En septembre 1940, une unité japonaise franchit la frontière du Tonkin près de Lang Son et, après la signature de la convention de Haiphong, les forces japonaises pénètrent au Tonkin et occupent les points stratégiques au nord du Vietnam.

Le Japon respecte, en apparence, les engagements de la convention d'Haiphong, mais favorise le développement de l'agitation indépendante (à partir de mai 1941, naît le Vietminh).

 

Papa combat les japonais présents sur la frontière nord du Tonkin, partie septentrionale du Viêt Nam, au sud des provinces de Yunnan et Guangxi (Chine), à l'est du Laos.

 

En 1942, maman met au monde un garçon, Raymond.

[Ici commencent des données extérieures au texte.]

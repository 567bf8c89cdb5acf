use grimwood_ecs::entity::EntityId;
use rand::{Rng, SeedableRng};
use rand_pcg::Pcg64;
use tracing::{debug, info};

use crate::components::{ComponentKind, Position};
use crate::config::SpawnConfig;
use crate::context::GameContext;
use crate::error::SystemError;
use crate::prefabs::{enemy_bundle, ENEMY_MODEL};
use crate::system::System;

/// Randomly spawns enemies at the configured spawn points.
///
/// Each tick an enemy appears with probability `chance`, as long as fewer
/// than `max_enemies` are alive. The generator is seeded from the config,
/// so the same seed gives the same spawns.
pub struct EnemySpawnSystem {
    config: SpawnConfig,
    rng: Pcg64,
}

impl EnemySpawnSystem {
    pub fn new(config: SpawnConfig) -> Self {
        let rng = Pcg64::seed_from_u64(config.seed);
        Self { config, rng }
    }

    fn spawn_one(&mut self, ctx: &mut GameContext) -> Result<EntityId, SystemError> {
        let point = self.config.points[self.rng.gen_range(0..self.config.points.len())];
        let id = ctx.spawn(enemy_bundle(Position::from(point), self.config.enemy_health))?;
        ctx.request_model(id, ENEMY_MODEL);
        info!(entity = %id, ?point, "enemy spawned");
        Ok(id)
    }
}

impl System for EnemySpawnSystem {
    fn name(&self) -> &'static str {
        "EnemySpawnSystem"
    }

    fn update(&mut self, _elapsed: f64, _entities: &[EntityId], ctx: &mut GameContext) -> Result<(), SystemError> {
        if self.config.points.is_empty() {
            return Ok(());
        }
        let alive = ctx.entities.ids_with(&[ComponentKind::Enemy]).len();
        if alive >= self.config.max_enemies {
            return Ok(());
        }
        if !self.rng.gen_bool(self.config.chance.clamp(0.0, 1.0)) {
            return Ok(());
        }
        debug!(alive, max = self.config.max_enemies, "spawning enemy");
        self.spawn_one(ctx)?;
        Ok(())
    }
}

#[cfg(test)]
mod tests {
    use super::*;
    use crate::components::Enemy;
    use crate::config::GameConfig;
    use crate::state::{EnemyState, EnemyStateComponent};

    fn spawner(chance: f64, max_enemies: usize) -> EnemySpawnSystem {
        EnemySpawnSystem::new(SpawnConfig {
            chance,
            max_enemies,
            points: vec![[1.0, 9.0, 2.0]],
            ..SpawnConfig::default()
        })
    }

    #[test]
    fn certain_spawn_respects_cap() {
        let mut ctx = GameContext::new(GameConfig::default());
        let mut system = spawner(1.0, 2);
        for _ in 0..5 {
            system.update(1.0 / 60.0, &[], &mut ctx).unwrap();
        }
        let enemies = ctx.entities.ids_with(&[ComponentKind::Enemy]);
        assert_eq!(enemies.len(), 2);

        let enemy = enemies[0];
        assert!(ctx.has_component::<Enemy>(enemy));
        assert_eq!(ctx.component::<Position>(enemy), Some(&Position::new(1.0, 9.0, 2.0)));
        assert_eq!(
            ctx.component::<EnemyStateComponent>(enemy).map(EnemyStateComponent::current),
            Some(EnemyState::StandUp)
        );
    }

    #[test]
    fn zero_chance_never_spawns() {
        let mut ctx = GameContext::new(GameConfig::default());
        let mut system = spawner(0.0, 10);
        for _ in 0..100 {
            system.update(1.0 / 60.0, &[], &mut ctx).unwrap();
        }
        assert!(ctx.entities.is_empty());
    }

    #[test]
    fn same_seed_same_spawn_ticks() {
        fn spawn_ticks() -> Vec<usize> {
            let mut ctx = GameContext::new(GameConfig::default());
            let mut system = spawner(0.1, 100);
            let mut ticks = Vec::new();
            for tick in 0..200 {
                let before = ctx.entities.len();
                system.update(1.0 / 60.0, &[], &mut ctx).unwrap();
                if ctx.entities.len() > before {
                    ticks.push(tick);
                }
            }
            ticks
        }
        let first = spawn_ticks();
        assert!(!first.is_empty());
        assert_eq!(first, spawn_ticks());
    }
}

Papa, maman, et leurs deux enfants, malgré les rigueurs de la guerre, sont heureux.

Deux ans après la naissance de Raymond, maman met au monde un enfant mort-né puis, quelques temps après, fait une fausse couche.

 

Fin 1944, le général Mordant unifie les divers mouvements de résistance française en Indochine pour préparer le débarquement allié considéré alors comme imminent.

En mars 1945, l'amiral Decoux refuse l'ultimatum de l'ambassadeur japonais Yatsumoto. Ce dernier exige le contrôle des forces militaires et navales stationnées en Indochine, ainsi que le contrôle de l'administration française.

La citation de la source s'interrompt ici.